**Supplied material**
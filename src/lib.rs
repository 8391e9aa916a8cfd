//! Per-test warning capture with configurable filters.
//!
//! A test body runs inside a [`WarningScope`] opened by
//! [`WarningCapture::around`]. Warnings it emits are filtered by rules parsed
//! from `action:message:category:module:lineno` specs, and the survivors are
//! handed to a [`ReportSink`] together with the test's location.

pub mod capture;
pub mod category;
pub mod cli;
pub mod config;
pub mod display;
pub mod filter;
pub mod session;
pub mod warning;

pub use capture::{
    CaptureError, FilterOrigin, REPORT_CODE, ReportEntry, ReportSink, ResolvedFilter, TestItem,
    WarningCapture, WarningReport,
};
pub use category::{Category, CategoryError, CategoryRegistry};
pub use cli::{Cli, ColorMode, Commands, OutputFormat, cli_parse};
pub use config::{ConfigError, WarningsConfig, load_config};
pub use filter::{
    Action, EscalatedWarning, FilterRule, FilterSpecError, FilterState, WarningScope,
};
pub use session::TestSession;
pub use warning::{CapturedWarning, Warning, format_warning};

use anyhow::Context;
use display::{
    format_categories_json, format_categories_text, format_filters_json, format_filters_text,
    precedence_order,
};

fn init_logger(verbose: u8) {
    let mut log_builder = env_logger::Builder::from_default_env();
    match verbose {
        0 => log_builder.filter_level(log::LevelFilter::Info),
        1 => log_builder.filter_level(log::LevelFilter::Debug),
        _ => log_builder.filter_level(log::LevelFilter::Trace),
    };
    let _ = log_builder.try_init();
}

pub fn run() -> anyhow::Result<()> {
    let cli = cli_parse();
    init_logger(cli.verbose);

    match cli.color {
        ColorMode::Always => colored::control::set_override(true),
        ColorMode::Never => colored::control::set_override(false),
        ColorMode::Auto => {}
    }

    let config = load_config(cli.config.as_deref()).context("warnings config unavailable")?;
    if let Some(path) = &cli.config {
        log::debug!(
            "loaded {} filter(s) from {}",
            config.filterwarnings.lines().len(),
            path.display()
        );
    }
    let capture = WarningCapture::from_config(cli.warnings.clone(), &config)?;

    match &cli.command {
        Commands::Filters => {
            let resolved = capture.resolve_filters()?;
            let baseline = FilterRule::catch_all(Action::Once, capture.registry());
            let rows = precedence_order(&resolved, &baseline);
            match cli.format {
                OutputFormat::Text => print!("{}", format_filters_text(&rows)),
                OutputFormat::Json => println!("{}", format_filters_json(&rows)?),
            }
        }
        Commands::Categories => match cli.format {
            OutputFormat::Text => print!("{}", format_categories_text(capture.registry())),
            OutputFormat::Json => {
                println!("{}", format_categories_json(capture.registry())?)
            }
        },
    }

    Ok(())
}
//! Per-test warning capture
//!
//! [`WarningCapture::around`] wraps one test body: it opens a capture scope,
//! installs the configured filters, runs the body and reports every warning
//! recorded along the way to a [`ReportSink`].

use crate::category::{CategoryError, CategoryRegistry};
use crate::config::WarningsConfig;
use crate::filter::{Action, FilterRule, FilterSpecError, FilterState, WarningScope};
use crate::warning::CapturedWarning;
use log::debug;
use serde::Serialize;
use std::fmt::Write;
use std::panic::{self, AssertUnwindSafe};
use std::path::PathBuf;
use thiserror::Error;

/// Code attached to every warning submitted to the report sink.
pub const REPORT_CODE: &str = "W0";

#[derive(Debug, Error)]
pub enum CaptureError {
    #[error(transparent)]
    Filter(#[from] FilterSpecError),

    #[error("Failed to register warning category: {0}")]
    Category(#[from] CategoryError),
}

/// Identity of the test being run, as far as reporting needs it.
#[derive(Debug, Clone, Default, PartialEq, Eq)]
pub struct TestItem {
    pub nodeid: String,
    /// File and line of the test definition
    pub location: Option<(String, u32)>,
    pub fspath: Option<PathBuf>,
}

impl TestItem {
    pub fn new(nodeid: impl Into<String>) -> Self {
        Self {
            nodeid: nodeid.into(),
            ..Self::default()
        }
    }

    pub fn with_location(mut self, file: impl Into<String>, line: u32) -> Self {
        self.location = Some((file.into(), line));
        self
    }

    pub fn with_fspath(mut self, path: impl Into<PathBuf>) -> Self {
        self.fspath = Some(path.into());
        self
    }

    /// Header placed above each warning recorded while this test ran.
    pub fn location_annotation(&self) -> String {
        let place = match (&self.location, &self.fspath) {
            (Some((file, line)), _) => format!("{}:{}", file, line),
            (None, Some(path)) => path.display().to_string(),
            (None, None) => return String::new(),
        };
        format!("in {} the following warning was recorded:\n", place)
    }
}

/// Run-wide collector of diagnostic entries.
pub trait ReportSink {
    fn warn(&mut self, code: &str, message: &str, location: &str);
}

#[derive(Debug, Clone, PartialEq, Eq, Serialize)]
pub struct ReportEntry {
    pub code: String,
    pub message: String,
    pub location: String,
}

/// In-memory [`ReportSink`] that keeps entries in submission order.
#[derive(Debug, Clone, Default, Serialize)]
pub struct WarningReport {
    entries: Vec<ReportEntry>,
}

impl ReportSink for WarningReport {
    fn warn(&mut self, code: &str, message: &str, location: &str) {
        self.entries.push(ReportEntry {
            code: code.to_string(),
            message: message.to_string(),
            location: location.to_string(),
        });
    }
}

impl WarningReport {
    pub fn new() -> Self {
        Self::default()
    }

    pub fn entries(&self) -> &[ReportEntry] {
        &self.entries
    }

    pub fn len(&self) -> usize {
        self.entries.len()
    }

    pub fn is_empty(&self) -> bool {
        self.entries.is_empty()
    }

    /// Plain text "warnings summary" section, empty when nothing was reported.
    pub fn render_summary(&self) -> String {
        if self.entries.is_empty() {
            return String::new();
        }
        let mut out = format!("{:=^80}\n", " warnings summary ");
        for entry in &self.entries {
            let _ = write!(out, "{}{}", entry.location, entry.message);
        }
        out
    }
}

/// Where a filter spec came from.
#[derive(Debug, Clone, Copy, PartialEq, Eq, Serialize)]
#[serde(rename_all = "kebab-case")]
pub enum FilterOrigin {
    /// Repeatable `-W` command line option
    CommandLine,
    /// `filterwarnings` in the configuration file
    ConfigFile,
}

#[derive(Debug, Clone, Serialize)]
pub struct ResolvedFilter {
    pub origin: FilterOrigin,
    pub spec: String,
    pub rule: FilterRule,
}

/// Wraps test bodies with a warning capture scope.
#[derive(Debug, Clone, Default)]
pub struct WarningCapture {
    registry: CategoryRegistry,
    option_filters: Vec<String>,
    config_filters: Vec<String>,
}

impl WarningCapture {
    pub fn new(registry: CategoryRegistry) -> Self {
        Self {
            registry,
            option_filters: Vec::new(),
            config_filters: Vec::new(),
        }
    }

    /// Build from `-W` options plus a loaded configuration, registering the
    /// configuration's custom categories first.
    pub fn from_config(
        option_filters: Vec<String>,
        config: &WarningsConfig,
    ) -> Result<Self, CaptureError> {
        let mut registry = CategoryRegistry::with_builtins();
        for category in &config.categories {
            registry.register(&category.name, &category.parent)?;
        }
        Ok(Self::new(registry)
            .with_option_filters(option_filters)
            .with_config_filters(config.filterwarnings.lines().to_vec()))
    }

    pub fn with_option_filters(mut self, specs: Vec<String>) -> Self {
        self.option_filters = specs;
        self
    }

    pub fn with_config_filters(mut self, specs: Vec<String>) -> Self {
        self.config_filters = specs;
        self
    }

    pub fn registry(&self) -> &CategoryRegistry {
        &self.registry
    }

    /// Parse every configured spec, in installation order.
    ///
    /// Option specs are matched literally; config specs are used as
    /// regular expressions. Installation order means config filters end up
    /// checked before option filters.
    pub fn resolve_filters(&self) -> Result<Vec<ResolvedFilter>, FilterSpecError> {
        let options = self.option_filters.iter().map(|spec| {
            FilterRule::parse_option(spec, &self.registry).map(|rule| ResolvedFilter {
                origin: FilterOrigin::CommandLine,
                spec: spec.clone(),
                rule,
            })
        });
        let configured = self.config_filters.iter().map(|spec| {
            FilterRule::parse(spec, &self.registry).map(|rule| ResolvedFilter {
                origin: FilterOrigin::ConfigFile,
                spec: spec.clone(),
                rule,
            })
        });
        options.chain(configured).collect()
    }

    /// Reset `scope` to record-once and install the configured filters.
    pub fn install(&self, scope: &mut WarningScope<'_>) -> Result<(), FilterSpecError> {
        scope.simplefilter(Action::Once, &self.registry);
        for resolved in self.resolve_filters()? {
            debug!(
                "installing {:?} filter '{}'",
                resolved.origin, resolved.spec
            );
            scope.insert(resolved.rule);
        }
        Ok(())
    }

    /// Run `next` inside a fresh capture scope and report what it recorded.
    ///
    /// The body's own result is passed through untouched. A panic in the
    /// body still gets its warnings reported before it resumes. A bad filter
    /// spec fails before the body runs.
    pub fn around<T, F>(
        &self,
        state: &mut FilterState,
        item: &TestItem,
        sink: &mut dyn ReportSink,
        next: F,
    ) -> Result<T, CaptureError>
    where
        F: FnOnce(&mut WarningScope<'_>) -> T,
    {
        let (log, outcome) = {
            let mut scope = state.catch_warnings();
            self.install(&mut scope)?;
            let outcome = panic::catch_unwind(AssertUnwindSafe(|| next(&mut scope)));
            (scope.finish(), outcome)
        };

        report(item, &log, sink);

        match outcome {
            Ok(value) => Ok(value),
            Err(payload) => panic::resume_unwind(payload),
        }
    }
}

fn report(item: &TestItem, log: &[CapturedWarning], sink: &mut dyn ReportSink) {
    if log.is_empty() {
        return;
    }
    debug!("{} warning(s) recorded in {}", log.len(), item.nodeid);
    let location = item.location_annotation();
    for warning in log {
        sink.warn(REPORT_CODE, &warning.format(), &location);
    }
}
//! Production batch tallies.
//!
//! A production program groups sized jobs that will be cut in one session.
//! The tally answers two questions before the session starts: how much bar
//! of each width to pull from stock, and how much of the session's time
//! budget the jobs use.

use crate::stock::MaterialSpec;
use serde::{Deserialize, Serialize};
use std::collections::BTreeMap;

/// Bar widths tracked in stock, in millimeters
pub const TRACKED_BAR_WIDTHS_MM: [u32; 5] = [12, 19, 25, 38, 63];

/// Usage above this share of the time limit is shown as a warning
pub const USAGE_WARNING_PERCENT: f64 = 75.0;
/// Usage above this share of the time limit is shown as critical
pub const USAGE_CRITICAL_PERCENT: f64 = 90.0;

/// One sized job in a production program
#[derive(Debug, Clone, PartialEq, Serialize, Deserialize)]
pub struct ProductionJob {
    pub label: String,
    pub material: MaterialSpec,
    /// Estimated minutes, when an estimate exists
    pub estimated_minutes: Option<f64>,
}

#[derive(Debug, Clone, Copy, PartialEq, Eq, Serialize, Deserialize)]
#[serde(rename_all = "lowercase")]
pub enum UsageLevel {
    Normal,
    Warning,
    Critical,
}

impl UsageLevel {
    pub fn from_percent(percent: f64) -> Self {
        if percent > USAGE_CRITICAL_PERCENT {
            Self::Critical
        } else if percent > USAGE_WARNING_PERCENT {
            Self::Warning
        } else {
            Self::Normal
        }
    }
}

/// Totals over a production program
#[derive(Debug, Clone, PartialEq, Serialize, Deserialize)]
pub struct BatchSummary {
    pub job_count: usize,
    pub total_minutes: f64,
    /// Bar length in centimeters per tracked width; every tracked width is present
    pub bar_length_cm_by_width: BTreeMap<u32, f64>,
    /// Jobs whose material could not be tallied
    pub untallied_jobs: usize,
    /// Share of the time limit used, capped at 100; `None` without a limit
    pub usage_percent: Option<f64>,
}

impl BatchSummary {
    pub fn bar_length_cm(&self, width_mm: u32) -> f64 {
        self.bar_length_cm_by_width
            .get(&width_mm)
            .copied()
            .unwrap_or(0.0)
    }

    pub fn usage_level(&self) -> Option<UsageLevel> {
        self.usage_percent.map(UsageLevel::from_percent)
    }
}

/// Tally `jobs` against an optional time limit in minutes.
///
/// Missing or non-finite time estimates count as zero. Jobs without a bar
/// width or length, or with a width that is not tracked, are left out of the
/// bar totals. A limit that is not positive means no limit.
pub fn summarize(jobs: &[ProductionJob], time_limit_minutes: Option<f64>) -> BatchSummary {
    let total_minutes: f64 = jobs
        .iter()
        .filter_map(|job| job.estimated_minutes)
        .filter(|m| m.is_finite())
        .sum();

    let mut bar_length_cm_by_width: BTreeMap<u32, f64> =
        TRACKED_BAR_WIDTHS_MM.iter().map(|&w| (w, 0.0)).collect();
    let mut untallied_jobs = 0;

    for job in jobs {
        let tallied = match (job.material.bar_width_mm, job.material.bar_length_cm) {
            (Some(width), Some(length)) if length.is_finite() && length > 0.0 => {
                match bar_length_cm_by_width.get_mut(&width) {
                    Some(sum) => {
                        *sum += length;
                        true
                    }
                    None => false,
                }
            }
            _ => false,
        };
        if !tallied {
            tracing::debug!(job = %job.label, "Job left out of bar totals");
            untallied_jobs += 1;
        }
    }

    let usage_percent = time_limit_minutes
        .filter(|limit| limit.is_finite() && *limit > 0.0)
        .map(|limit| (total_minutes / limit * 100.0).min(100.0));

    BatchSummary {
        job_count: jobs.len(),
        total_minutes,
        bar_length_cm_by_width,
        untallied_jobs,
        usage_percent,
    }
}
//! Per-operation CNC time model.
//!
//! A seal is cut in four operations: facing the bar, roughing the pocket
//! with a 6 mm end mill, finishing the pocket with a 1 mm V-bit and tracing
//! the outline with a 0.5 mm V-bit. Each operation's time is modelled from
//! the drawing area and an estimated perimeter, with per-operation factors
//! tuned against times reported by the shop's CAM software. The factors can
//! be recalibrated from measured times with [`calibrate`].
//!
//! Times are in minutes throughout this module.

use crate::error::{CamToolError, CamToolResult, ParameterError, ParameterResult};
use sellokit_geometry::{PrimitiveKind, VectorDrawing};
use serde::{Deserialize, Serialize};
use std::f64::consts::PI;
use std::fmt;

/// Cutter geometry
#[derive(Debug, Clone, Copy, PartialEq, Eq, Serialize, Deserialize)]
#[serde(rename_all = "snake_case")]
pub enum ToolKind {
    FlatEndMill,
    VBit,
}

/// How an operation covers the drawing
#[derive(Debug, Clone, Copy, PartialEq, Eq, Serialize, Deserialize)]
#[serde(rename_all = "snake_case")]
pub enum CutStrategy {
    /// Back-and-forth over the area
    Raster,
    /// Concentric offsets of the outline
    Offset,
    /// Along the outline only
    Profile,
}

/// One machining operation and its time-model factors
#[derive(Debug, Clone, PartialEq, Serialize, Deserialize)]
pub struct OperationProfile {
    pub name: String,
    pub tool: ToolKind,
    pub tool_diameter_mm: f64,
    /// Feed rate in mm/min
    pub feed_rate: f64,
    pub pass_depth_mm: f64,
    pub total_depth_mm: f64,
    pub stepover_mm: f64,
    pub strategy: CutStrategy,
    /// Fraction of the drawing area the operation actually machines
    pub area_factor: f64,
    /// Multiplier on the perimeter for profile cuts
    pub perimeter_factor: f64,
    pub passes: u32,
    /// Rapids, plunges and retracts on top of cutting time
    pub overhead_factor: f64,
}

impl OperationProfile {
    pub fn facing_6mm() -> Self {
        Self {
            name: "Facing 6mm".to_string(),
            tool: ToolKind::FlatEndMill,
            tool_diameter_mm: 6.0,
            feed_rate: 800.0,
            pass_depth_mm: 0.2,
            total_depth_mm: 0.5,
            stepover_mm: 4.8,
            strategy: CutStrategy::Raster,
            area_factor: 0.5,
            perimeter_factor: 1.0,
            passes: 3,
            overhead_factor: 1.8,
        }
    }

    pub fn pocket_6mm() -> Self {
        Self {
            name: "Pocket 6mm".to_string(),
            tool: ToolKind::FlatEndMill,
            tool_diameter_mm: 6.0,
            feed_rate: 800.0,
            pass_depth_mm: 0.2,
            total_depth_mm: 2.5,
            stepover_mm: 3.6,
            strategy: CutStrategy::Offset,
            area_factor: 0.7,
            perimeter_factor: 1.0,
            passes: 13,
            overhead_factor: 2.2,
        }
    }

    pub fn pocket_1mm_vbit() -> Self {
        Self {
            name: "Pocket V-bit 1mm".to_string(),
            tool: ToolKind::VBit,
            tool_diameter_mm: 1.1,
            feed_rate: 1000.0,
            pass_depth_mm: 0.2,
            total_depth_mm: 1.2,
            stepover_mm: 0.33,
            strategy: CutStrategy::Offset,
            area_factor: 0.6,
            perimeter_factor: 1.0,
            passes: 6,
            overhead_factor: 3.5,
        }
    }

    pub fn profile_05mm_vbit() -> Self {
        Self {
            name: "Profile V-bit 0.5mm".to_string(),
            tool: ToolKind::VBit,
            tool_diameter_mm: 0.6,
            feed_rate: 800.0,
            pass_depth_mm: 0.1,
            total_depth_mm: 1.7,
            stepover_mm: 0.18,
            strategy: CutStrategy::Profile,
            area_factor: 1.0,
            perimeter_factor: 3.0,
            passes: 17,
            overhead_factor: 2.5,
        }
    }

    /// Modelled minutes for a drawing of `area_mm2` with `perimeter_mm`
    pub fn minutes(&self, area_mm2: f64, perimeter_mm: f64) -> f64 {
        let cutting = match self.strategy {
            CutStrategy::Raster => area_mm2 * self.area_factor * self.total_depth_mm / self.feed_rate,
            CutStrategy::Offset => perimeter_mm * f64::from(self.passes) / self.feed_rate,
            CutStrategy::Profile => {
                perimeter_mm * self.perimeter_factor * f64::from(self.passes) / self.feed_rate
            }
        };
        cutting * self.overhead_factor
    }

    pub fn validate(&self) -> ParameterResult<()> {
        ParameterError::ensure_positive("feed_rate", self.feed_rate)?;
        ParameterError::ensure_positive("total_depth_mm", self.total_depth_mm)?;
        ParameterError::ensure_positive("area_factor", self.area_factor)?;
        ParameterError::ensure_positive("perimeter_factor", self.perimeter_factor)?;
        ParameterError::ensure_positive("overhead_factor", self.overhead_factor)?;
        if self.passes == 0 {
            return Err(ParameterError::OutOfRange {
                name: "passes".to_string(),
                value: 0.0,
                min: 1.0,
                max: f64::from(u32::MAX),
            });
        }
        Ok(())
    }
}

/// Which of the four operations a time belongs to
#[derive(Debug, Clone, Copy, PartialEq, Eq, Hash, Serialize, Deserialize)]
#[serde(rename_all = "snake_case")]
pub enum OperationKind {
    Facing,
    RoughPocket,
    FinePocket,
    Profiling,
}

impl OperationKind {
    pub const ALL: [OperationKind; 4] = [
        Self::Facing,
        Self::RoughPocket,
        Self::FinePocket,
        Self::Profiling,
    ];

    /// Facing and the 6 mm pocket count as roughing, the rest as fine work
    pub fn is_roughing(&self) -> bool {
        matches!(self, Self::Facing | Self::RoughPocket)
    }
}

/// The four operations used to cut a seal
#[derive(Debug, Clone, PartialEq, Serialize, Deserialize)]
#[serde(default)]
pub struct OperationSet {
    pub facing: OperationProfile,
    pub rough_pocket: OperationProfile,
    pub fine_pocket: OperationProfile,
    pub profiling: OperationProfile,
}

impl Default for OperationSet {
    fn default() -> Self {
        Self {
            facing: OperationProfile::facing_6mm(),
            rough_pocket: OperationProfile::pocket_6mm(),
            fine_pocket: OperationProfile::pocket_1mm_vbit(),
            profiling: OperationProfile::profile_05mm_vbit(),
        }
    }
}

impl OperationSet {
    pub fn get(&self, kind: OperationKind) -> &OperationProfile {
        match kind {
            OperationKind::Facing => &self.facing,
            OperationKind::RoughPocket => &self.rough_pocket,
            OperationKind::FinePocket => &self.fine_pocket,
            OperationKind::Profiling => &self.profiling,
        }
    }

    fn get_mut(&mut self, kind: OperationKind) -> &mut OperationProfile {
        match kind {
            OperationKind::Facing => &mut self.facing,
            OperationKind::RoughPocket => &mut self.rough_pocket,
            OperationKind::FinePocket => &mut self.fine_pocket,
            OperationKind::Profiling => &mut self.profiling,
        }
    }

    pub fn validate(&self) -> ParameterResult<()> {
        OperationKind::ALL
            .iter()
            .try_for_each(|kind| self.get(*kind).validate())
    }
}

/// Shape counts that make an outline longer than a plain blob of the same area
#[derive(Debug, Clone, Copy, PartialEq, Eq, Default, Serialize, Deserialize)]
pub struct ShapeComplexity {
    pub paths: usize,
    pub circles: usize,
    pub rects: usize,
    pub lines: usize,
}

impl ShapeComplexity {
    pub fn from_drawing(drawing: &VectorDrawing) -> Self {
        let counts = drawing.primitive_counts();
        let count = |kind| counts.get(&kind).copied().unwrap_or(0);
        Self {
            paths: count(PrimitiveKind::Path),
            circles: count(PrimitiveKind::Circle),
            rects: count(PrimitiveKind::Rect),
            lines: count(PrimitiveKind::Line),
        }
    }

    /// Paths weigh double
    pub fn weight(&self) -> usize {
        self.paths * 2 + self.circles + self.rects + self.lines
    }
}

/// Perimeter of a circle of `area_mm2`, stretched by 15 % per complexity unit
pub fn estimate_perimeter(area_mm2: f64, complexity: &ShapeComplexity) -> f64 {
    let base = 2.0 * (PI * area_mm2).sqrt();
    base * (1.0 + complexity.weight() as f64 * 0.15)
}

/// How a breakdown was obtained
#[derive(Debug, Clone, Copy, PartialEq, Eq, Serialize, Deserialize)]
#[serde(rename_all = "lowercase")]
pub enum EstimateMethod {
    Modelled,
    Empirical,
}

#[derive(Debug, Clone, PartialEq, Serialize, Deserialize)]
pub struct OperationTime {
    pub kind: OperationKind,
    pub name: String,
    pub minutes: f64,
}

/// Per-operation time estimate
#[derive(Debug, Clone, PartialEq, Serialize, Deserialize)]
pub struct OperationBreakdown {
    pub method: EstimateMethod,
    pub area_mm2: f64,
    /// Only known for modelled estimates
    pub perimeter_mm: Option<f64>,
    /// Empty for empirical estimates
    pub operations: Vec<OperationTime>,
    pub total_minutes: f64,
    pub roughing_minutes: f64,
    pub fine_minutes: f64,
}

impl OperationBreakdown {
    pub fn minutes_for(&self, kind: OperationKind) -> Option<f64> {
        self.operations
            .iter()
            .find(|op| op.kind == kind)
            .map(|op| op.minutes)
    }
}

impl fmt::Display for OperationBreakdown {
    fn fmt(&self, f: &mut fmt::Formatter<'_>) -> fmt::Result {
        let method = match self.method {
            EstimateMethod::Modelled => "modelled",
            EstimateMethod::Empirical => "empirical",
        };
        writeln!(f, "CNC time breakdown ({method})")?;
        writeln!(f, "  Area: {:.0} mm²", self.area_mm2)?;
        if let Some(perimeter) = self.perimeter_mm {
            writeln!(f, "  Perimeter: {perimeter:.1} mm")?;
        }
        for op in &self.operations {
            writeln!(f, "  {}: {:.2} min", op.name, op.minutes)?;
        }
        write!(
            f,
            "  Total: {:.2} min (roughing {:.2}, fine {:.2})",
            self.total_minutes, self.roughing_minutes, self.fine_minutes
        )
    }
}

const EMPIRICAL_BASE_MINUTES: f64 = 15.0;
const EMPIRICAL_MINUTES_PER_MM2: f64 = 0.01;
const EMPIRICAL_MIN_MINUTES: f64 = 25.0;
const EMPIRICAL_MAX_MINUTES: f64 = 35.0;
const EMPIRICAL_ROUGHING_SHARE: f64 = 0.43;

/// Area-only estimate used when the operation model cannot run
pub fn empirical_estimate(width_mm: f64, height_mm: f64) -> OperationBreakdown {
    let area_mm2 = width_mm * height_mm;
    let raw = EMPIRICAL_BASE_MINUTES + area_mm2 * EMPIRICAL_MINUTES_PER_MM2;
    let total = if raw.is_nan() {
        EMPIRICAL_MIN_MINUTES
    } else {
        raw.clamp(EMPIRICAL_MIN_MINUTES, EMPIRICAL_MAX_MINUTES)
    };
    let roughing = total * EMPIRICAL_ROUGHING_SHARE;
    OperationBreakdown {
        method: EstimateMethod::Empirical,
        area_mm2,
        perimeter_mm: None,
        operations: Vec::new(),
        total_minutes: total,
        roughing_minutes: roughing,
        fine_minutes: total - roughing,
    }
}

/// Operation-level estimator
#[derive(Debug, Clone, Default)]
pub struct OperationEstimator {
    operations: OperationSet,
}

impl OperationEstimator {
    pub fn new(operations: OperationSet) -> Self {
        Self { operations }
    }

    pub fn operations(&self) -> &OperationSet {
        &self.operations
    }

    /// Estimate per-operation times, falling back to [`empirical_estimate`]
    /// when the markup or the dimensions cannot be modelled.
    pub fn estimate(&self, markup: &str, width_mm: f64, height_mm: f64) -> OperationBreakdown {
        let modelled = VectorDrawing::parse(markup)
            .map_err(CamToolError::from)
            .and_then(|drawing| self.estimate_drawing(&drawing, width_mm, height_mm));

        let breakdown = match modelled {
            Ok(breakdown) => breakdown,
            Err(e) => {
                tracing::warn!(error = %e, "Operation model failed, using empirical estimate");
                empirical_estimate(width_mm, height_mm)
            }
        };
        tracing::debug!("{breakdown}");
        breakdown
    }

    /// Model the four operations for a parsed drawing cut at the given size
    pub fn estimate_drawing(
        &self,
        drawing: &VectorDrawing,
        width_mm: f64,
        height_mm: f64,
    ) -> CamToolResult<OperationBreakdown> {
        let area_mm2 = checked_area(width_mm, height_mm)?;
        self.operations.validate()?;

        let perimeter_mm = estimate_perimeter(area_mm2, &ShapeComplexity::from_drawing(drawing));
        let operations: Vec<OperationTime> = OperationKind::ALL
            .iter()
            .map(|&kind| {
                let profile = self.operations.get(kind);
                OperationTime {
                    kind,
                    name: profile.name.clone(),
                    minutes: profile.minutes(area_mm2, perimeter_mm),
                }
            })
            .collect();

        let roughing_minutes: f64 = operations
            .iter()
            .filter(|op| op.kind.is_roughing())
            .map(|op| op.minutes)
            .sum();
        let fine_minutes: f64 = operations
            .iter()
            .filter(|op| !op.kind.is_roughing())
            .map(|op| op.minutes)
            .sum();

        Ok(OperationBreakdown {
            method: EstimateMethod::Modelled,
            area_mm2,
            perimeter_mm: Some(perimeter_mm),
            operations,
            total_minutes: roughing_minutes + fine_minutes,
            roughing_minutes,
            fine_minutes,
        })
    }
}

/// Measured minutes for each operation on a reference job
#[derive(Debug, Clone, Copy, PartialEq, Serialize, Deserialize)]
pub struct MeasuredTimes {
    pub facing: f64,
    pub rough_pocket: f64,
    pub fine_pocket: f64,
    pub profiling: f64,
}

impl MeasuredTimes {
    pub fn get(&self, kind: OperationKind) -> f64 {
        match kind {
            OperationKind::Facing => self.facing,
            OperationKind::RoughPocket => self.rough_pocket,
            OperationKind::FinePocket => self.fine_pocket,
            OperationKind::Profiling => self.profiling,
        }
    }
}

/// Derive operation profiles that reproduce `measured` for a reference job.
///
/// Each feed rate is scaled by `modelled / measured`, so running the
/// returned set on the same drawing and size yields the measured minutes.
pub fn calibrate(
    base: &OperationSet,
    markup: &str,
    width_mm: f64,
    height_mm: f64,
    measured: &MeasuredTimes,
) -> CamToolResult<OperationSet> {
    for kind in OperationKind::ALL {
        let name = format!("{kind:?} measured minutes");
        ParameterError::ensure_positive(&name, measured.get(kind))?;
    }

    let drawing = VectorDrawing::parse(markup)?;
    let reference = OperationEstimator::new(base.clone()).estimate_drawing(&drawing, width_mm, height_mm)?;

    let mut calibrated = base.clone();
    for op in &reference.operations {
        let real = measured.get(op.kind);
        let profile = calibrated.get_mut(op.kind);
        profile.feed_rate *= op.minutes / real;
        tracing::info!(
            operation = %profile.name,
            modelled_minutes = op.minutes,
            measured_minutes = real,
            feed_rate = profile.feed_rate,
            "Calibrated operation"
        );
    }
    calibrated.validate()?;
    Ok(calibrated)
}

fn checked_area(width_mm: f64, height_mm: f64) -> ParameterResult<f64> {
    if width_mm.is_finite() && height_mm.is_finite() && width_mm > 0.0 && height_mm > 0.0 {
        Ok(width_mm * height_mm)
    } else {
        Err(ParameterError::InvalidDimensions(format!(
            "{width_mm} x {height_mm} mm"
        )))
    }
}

**Problem description**
Each line in the listing above from the one containing "const EMPIRICAL_MINUTES_PER_MM2: f64 = 0.01;" through the one containing "pub fn empirical_estimate(width_mm: f64, height_mm: f64)" should be repeated exactly, and no other line.

**Your solution**
const EMPIRICAL_MINUTES_PER_MM2: f64 = 0.01;
const EMPIRICAL_MIN_MINUTES: f64 = 25.0;
const EMPIRICAL_MAX_MINUTES: f64 = 35.0;
const EMPIRICAL_ROUGHING_SHARE: f64 = 0.43;

/// Area-only estimate used when the operation model cannot run
pub fn empirical_estimate(width_mm: f64, height_mm: f64) -> OperationBreakdown {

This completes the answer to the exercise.